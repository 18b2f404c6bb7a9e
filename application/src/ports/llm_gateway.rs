//! LLM Gateway port
//!
//! Defines the interface for communicating with LLM providers.

use async_trait::async_trait;
use consensus_domain::ProviderId;
use thiserror::Error;

/// Errors that can occur during LLM gateway operations
#[derive(Error, Debug)]
pub enum GatewayError {
    #[error("No API key configured for {0}")]
    MissingCredential(ProviderId),

    #[error("Authentication failed: {0}")]
    Authentication(String),

    #[error("Rate limited: {0}")]
    RateLimited(String),

    #[error("Request failed: {0}")]
    RequestFailed(String),

    #[error("Invalid response: {0}")]
    InvalidResponse(String),

    #[error("Timeout")]
    Timeout,

    #[error("Other error: {0}")]
    Other(String),
}

/// Gateway for LLM communication
///
/// This port defines how the application layer communicates with LLM providers.
/// Implementations (adapters) live in the infrastructure layer.
///
/// Sessions are cheap and request-scoped: every request builds its own from
/// its own credentials, so nothing secret outlives the request.
#[async_trait]
pub trait LlmGateway: Send + Sync {
    /// Create a session for `provider` with a system instruction.
    ///
    /// `credential` is the caller's secret; `None` means the adapter must use
    /// the deployment default, failing with
    /// [`GatewayError::MissingCredential`] when there is none.
    async fn create_session(
        &self,
        provider: ProviderId,
        credential: Option<&str>,
        system_prompt: &str,
    ) -> Result<Box<dyn LlmSession>, GatewayError>;
}

/// An active LLM session
#[async_trait]
pub trait LlmSession: Send + Sync {
    /// Get the provider behind this session
    fn provider(&self) -> ProviderId;

    /// Send a message and get the text response
    async fn send(&self, content: &str) -> Result<String, GatewayError>;

    /// Send a message whose response must be a JSON object matching `schema`.
    ///
    /// Returns the raw response text; validation is the caller's job.
    /// Default implementation embeds the schema in the message, so providers
    /// without native structured output still work.
    async fn send_structured(
        &self,
        content: &str,
        schema: &serde_json::Value,
    ) -> Result<String, GatewayError> {
        let schema = serde_json::to_string_pretty(schema)
            .map_err(|e| GatewayError::Other(format!("failed to serialize schema: {}", e)))?;
        let message = format!(
            "{}\n\nReturn only a JSON object that matches the schema below.\nDo not include markdown fences.\nSchema:\n{}",
            content, schema
        );
        self.send(&message).await
    }
}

☆ ☆ ☆ ☆ ☆

### WORK ORDER
Reproduce the entries above in full, verbatim.

### SOLUTION FOR THIS PROBLEM
repository 18b2f404c6bb7a9e
filename application/src/ports/llm_gateway.rs
//! LLM Gateway port
//!
//! Defines the interface for communicating with LLM providers.

use async_trait::async_trait;
use consensus_domain::ProviderId;
use thiserror::Error;

/// Errors that can occur during LLM gateway operations
#[derive(Error, Debug)]
pub enum GatewayError {
    #[error("No API key configured for {0}")]
    MissingCredential(ProviderId),

    #[error("Authentication failed: {0}")]
    Authentication(String),

    #[error("Rate limited: {0}")]
    RateLimited(String),

    #[error("Request failed: {0}")]
    RequestFailed(String),

    #[error("Invalid response: {0}")]
    InvalidResponse(String),

    #[error("Timeout")]
    Timeout,

    #[error("Other error: {0}")]
    Other(String),
}

/// Gateway for LLM communication
///
/// This port defines how the application layer communicates with LLM providers.
/// Implementations (adapters) live in the infrastructure layer.
///
/// Sessions are cheap and request-scoped: every request builds its own from
/// its own credentials, so nothing secret outlives the request.
#[async_trait]
pub trait LlmGateway: Send + Sync {
    /// Create a session for `provider` with a system instruction.
    ///
    /// `credential` is the caller's secret; `None` means the adapter must use
    /// the deployment default, failing with
    /// [`GatewayError::MissingCredential`] when there is none.
    async fn create_session(
        &self,
        provider: ProviderId,
        credential: Option<&str>,
        system_prompt: &str,
    ) -> Result<Box<dyn LlmSession>, GatewayError>;
}

/// An active LLM session
#[async_trait]
pub trait LlmSession: Send + Sync {
    /// Get the provider behind this session
    fn provider(&self) -> ProviderId;

    /// Send a message and get the text response
    async fn send(&self, content: &str) -> Result<String, GatewayError>;

    /// Send a message whose response must be a JSON object matching `schema`.
    ///
    /// Returns the raw response text; validation is the caller's job.
    /// Default implementation embeds the schema in the message, so providers
    /// without native structured output still work.
    async fn send_structured(
        &self,
        content: &str,
        schema: &serde_json::Value,
    ) -> Result<String, GatewayError> {
        let schema = serde_json::to_string_pretty(schema)
            .map_err(|e| GatewayError::Other(format!("failed to serialize schema: {}", e)))?;
        let message = format!(
            "{}\n\nReturn only a JSON object that matches the schema below.\nDo not include markdown fences.\nSchema:\n{}",
            content, schema
        );
        self.send(&message).await
    }
}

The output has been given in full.